- [Work instructions]: Reproduce the records below exactly, but only between the lines holding "or raw status" and "Headless implementation of", inclusive.

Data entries
━━━━━━━━
//! Product Model
//!
//! Products are edited as loosely typed field maps (see the editor's form
//! state); only the outgoing payload and the assistant request have a fixed
//! wire shape.

use serde::{Deserialize, Serialize};
use serde_json::{Map, Value};

/// Identifier field present only on products that already exist
pub const PRODUCT_ID_FIELD: &str = "_id";

/// Product status values offered by the admin form
pub const PRODUCT_STATUSES: &[&str] = &["active", "inactive"];

/// Create/update product payload
///
/// Field names follow the catalog API (`title`, `categoryId`, `price`,
/// `discountPrice`, `stock`, `status`, `thumbnail`, `tags`, `sizes`,
/// `colors`, ...). List fields are already reshaped into arrays.
#[derive(Debug, Clone, Default, PartialEq, Serialize, Deserialize)]
#[serde(transparent)]
pub struct ProductPayload(pub Map<String, Value>);

impl ProductPayload {
    pub fn new(fields: Map<String, Value>) -> Self {
        Self(fields)
    }

    pub fn get(&self, field: &str) -> Option<&Value> {
        self.0.get(field)
    }

    pub fn fields(&self) -> &Map<String, Value> {
        &self.0
    }

    /// String list stored under `field` (empty if absent or not a list)
    pub fn string_list(&self, field: &str) -> Vec<String> {
        self.0
            .get(field)
            .and_then(Value::as_array)
            .map(|items| {
                items
                    .iter()
                    .filter_map(|v| v.as_str().map(str::to_string))
                    .collect()
            })
            .unwrap_or_default()
    }

    pub fn into_inner(self) -> Map<String, Value> {
        self.0
    }
}

/// Context sent to the description generator
#[derive(Debug, Clone, Default, PartialEq, Serialize, Deserialize)]
pub struct DescriptionRequest {
    pub title: Option<String>,
    /// Display name of the selected category
    pub category: String,
    /// Raw comma-separated tags as typed in the form
    pub tags: Option<String>,
    pub brand: Option<String>,
}
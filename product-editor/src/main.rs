//! catalog-admin: command line front end for the product editor
//!
//! ```text
//! catalog-admin categories
//! catalog-admin submit --draft draft.json --thumbnail mug.png --generate-description
//! ```

use anyhow::Context;
use clap::{Parser, Subcommand};
use std::path::PathBuf;
use std::process::ExitCode;
use std::sync::Arc;

use product_editor::config::AdminConfig;
use product_editor::error::{exit_status, report};
use product_editor::logger;
use product_editor::{
    EditorConfig, EditorServices, LogNavigator, MediaFile, NavigationPolicy, ProductDraft,
    ProductEditor, Submission,
};

#[derive(Parser, Debug)]
#[command(name = "catalog-admin", version, about = "Catalog admin product tools")]
struct Cli {
    /// Catalog API base URL (overrides CATALOG_API_URL)
    #[arg(long, global = true)]
    api_url: Option<String>,

    /// Bearer token (overrides CATALOG_API_TOKEN)
    #[arg(long, global = true)]
    token: Option<String>,

    #[command(subcommand)]
    command: Command,
}

#[derive(Subcommand, Debug)]
enum Command {
    /// Print the flattened category tree
    Categories {
        /// Per-level indentation
        #[arg(long, default_value = "  ")]
        indent: String,
    },
    /// Validate a product draft and create or update it
    Submit {
        /// JSON object with the product fields; `_id` selects update
        #[arg(long)]
        draft: PathBuf,

        /// Image to upload and attach as thumbnail
        #[arg(long)]
        thumbnail: Option<PathBuf>,

        /// Ask the assistant for a description before submitting
        #[arg(long)]
        generate_description: bool,

        /// Do not wait for the save before reporting navigation
        #[arg(long)]
        no_wait: bool,
    },
}

#[tokio::main]
async fn main() -> ExitCode {
    // Load .env file
    let _ = dotenvy::dotenv();

    let cli = Cli::parse();
    match run(cli).await {
        Ok(()) => ExitCode::SUCCESS,
        Err(err) => {
            let app = report(err);
            tracing::error!(
                code = %app.code,
                category = app.code.category().name(),
                status = %app.http_status(),
                "{}",
                app.message
            );
            eprintln!("error[{}]: {}", app.code, app.message);
            if let Some(details) = &app.details {
                for (key, value) in details {
                    eprintln!("  {}: {}", key, value);
                }
            }
            ExitCode::from(exit_status(&app))
        }
    }
}

async fn run(cli: Cli) -> anyhow::Result<()> {
    let mut config = AdminConfig::from_env();
    if let Some(url) = cli.api_url {
        config.api_url = url;
    }
    if let Some(token) = cli.token {
        config.api_token = Some(token);
    }

    logger::init_logger_with_file(&config.log_level, config.log_json, config.log_dir.as_deref())?;
    tracing::debug!(api_url = %config.api_url, "Starting catalog-admin");

    let client = config
        .client_config()
        .build_client()
        .context("invalid client configuration")?;
    let navigator = Arc::new(LogNavigator::new());
    let services = EditorServices::from_client(client, navigator.clone());

    match cli.command {
        Command::Categories { indent } => {
            let editor = ProductEditor::new(
                EditorConfig::default().with_indent_unit(indent),
                services,
                Arc::new(ProductDraft::empty()),
            );
            editor.refresh_categories().await?;
            for option in editor.category_options() {
                println!("{}\t{}", option.value, option.label);
            }
        }
        Command::Submit {
            draft,
            thumbnail,
            generate_description,
            no_wait,
        } => {
            let text = tokio::fs::read_to_string(&draft)
                .await
                .with_context(|| format!("failed to read {}", draft.display()))?;
            let initial: ProductDraft = serde_json::from_str(&text)
                .with_context(|| format!("{} is not a JSON object", draft.display()))?;

            let policy = if no_wait {
                NavigationPolicy::AfterDispatch
            } else {
                NavigationPolicy::AfterConfirmation
            };
            let editor = ProductEditor::mount(
                EditorConfig::default().with_navigation(policy),
                services,
                Arc::new(initial),
            )
            .await;

            if let Some(path) = thumbnail {
                let file = MediaFile::from_path(&path)
                    .await
                    .with_context(|| format!("failed to read {}", path.display()))?;
                editor.select_thumbnail(file)?;

                let mut progress = editor.subscribe_progress();
                let watcher = tokio::spawn(async move {
                    while progress.changed().await.is_ok() {
                        let value = *progress.borrow_and_update();
                        if value > 0 {
                            tracing::info!(progress = value, "Upload progress");
                        }
                    }
                });
                let uploaded = editor.upload_thumbnail().await;
                watcher.abort();
                let reference = uploaded?;
                println!("thumbnail: {}", reference);
            }

            if generate_description {
                let description = editor.generate_description().await?;
                println!("description: {}", description);
            }

            println!("{}...", editor.submit_label());
            let saved = match editor.submit().await? {
                Submission::Confirmed(saved) => saved,
                Submission::InFlight(handle) => handle.await??,
            };
            if let Some(product) = saved {
                println!("{}", serde_json::to_string_pretty(&product)?);
            }
            if let Some(route) = navigator.last() {
                println!("next: {}", route);
            }
        }
    }

    Ok(())
}
//! Uploaded media model
//!
//! The upload endpoint answers with either a single uploaded asset or a list
//! of them. [`UploadResponse::into_receipt`] collapses both shapes into one
//! [`UploadReceipt`] right at the transport boundary.

use serde::{Deserialize, Serialize};
use std::sync::Arc;

use crate::response::STATUS_SUCCESS;

/// Multipart field the upload endpoint reads files from
pub const UPLOAD_FIELD: &str = "images";

/// Upload progress callback, called with a percentage in `0..=100`
pub type ProgressFn = Arc<dyn Fn(u8) + Send + Sync>;

/// One uploaded asset as reported by the media host
#[derive(Debug, Clone, PartialEq, Serialize, Deserialize)]
pub struct UploadedMedia {
    pub secure_url: String,
    #[serde(default, skip_serializing_if = "Option::is_none")]
    pub public_id: Option<String>,
    #[serde(default, skip_serializing_if = "Option::is_none")]
    pub format: Option<String>,
    #[serde(default, skip_serializing_if = "Option::is_none")]
    pub bytes: Option<u64>,
}

/// Wire payload: list or single object
#[derive(Debug, Clone, PartialEq, Serialize, Deserialize)]
#[serde(untagged)]
pub enum UploadPayload {
    Many(Vec<UploadedMedia>),
    One(UploadedMedia),
}

/// Raw upload response
#[derive(Debug, Clone, Serialize, Deserialize)]
pub struct UploadResponse {
    pub status: String,
    #[serde(default, skip_serializing_if = "Option::is_none")]
    pub message: Option<String>,
    #[serde(default, skip_serializing_if = "Option::is_none")]
    pub payload: Option<UploadPayload>,
}

impl UploadResponse {
    /// Normalize into the canonical receipt
    pub fn into_receipt(self) -> UploadReceipt {
        let status = if self.status.eq_ignore_ascii_case(STATUS_SUCCESS) {
            UploadStatus::Success
        } else {
            UploadStatus::Failed(self.message.unwrap_or(self.status))
        };
        let references = match self.payload {
            Some(UploadPayload::Many(items)) => items.into_iter().map(|m| m.secure_url).collect(),
            Some(UploadPayload::One(item)) => vec![item.secure_url],
            None => Vec::new(),
        };
        UploadReceipt { status, references }
    }
}

/// Upload outcome reported by the transport
#[derive(Debug, Clone, PartialEq, Eq)]
pub enum UploadStatus {
    Success,
    /// Non-success status, with the server's message or raw status
    Failed(String),
}

/// Canonical upload result: status plus secure references in server order
#[derive(Debug, Clone, PartialEq, Eq)]
pub struct UploadReceipt {
    pub status: UploadStatus,
    pub references: Vec<String>,
}

impl UploadReceipt {
    pub fn success(references: Vec<String>) -> Self {
        Self {
            status: UploadStatus::Success,
            references,
        }
    }

    pub fn failed(reason: impl Into<String>) -> Self {
        Self {
            status: UploadStatus::Failed(reason.into()),
            references: Vec::new(),
        }
    }

    pub fn is_success(&self) -> bool {
        matches!(self.status, UploadStatus::Success)
    }

    /// Reference to attach: the first one reported
    pub fn primary_reference(&self) -> Option<&str> {
        self.references.first().map(String::as_str)
    }
}
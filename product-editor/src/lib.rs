//! Product editor core for the catalog admin
//!
//! Headless implementation of the product form: category flattening,
//! draft state, thumbnail upload, AI description and the submission gate.
//! Transports are injected through the traits in [`transport`]; the
//! `catalog-client` crate provides the HTTP implementations.
//!
//! ## Example
//!
//! ```ignore
//! use product_editor::{EditorConfig, EditorServices, ProductEditor, ProductDraft};
//!
//! let services = EditorServices::from_client(client, navigator);
//! let initial = Arc::new(ProductDraft::empty());
//! let editor = ProductEditor::mount(EditorConfig::default(), services, initial).await;
//! editor.set_field("title", "Ceramic mug".into());
//! editor.select_thumbnail(MediaFile::from_path("mug.png").await?)?;
//! editor.upload_thumbnail().await?;
//! editor.submit().await?;
//! ```

pub mod assistant;
pub mod category;
pub mod config;
pub mod editor;
pub mod error;
pub mod fields;
pub mod form;
pub mod logger;
pub mod submission;
pub mod transport;
pub mod upload;

pub use category::{
    CategoryOption, DEFAULT_INDENT, NOT_SPECIFIED, count_nodes, flatten, flatten_with, name_of,
};
pub use config::{AdminConfig, EditorConfig, NavigationPolicy, UploadConfig};
pub use editor::{FieldControl, ProductEditor, Submission};
pub use error::{EditorError, EditorResult, GenerationError, UploadError, ValidationError};
pub use fields::{FieldDefinition, FieldKind, SelectOption, product_form_controls};
pub use form::{FormState, ProductDraft};
pub use submission::{Dispatch, prepare, submit_label};
pub use transport::{
    CategorySource, DescriptionGenerator, EditorServices, LogNavigator, Navigator,
    ProductMutations, UploadTransport,
};
pub use upload::{MediaFile, ProgressTracker, UploadPhase};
━━━━━━━━
- [Output for this exercise]:
    /// Non-success status, with the server's message or raw status
    Failed(String),
}

/// Canonical upload result: status plus secure references in server order
#[derive(Debug, Clone, PartialEq, Eq)]
pub struct UploadReceipt {
    pub status: UploadStatus,
    pub references: Vec<String>,
}

impl UploadReceipt {
    pub fn success(references: Vec<String>) -> Self {
        Self {
            status: UploadStatus::Success,
            references,
        }
    }

    pub fn failed(reason: impl Into<String>) -> Self {
        Self {
            status: UploadStatus::Failed(reason.into()),
            references: Vec::new(),
        }
    }

    pub fn is_success(&self) -> bool {
        matches!(self.status, UploadStatus::Success)
    }

    /// Reference to attach: the first one reported
    pub fn primary_reference(&self) -> Option<&str> {
        self.references.first().map(String::as_str)
    }
}
filename product-editor/src/lib.rs
//! Product editor core for the catalog admin
//!
//! Headless implementation of the product form: category flattening,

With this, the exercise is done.